Which comparison should be used: less than or greater than?

___

It's a maximisation problem so the candidate is the new best if
its value is greater than the current one.

Looking at the auxiliary functions written before,
can any code or parameters be removed?

___

Yes, the `value` function only needs the candidate parameter,
the `can_extend` function only needs the item, candidate and capacity,
and the `satisfies_global` function isn't needed at all.

Finally, given the previous changes, what should the `instance: object`
parameter in the function header be replaced with?

___

It should be `capacity: int`, which is needed by `can_extend`.

Here's the backtracking function for the knapsack problem.

In [4]:
SOLUTION = 0
VALUE = 1


def extend(candidate: set, extensions: list, capacity: int, best: list) -> None:
    """Update best if candidate is a better solution, then try to extend it."""
    print("Visiting node", candidate, extensions)
    if len(extensions) == 0:
        candidate_value = value(candidate)
        if candidate_value > best[VALUE]:
            print("New best with value", candidate_value)
            best[SOLUTION] = candidate
            best[VALUE] = candidate_value
    else:
        item = extensions[0]
        rest = extensions[1:]
        if can_extend(item, candidate, capacity):
            extend(candidate.union({item}), rest, capacity, best)
        extend(candidate, rest, capacity, best)

### 22.7.5 The main function

We finally have to think of what the main function needs to do.

What are the candidate and the extensions of the root node?

___

The initial candidate is the empty set and the extensions are
all the items given in the input, in a sequence.
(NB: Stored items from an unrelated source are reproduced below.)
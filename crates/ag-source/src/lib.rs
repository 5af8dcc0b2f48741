/// Rasterizer adapter for asciigen: decode, resize, luminance.

pub mod image;
pub mod resize;

pub use crate::image::ImageRasterizer;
What is a possible initial best solution?

___

We need a solution that can be easily constructed.
The only one I could think of is the empty set:
it's a solution of every problem instance though hardly ever the best one
(unless no item fits in the knapsack).

The main function is thus:

In [5]:
def knapsack(items: set, capacity: int) -> list:
    """Return a subset of items and their total value.

    Preconditions:
    - items is a set of weight-value pairs, both integers
    - no integer is negative
    Postconditions:
    - the output is a set-integer pair
    - total weight of the output items <= capacity
    - no other subset of items has higher value and fits the capacity
    """
    candidate = set()
    extensions = list(items)
    solution = set()
    best = [solution, value(solution)]
    extend(candidate, extensions, capacity, best)
    return best

Let's solve the example at the start of the notebook.

In [6]:
knapsack(ITEMS, 4)

Visiting node set() [(2, 3), (1, 2), (3, 4), (5, 30), (4, 20)]
Visiting node {(2, 3)} [(1, 2), (3, 4), (5, 30), (4, 20)]
Visiting node {(2, 3), (1, 2)} [(3, 4), (5, 30), (4, 20)]
Visiting node {(2, 3), (1, 2)} [(5, 30), (4, 20)]
Visiting node {(2, 3), (1, 2)} [(4, 20)]
Visiting node {(2, 3), (1, 2)} []
New best with value 5
Visiting node {(2, 3)} [(3, 4), (5, 30), (4, 20)]
Visiting node {(2, 3)} [(5, 30), (4, 20)]
Visiting node {(2, 3)} [(4, 20)]
Visiting node {(2, 3)} []
Visiting node set() [(1, 2), (3, 4), (5, 30), (4, 20)]
Visiting node {(1, 2)} [(3, 4), (5, 30), (4, 20)]
Visiting node {(1, 2), (3, 4)} [(5, 30), (4, 20)]
Visiting node {(1, 2), (3, 4)} [(4, 20)]
Visiting node {(1, 2), (3, 4)} []
New best with value 6
Visiting node {(1, 2)} [(5, 30), (4, 20)]
Visiting node {(1, 2)} [(4, 20)]
Visiting node {(1, 2)} []
Visiting node set() [(3, 4), (5, 30), (4, 20)]
Visiting node {(3, 4)} [(5, 30), (4, 20)]
Visiting node {(3, 4)} [(4, 20)]
Visiting node {(3, 4)} []
Visiting node set() [(

[{(4, 20)}, 20]

Compared to an exhaustive search that generates all 2⁵ = 32&nbsp;subsets
of the five items and tests each subset for whether it fits the knapsack and
has a better value, the backtracking approach only generates seven subsets
(those with empty extension sequences in the printout).
However, many partial candidates are generated.
Fortunately, there's a way to further prune the search space.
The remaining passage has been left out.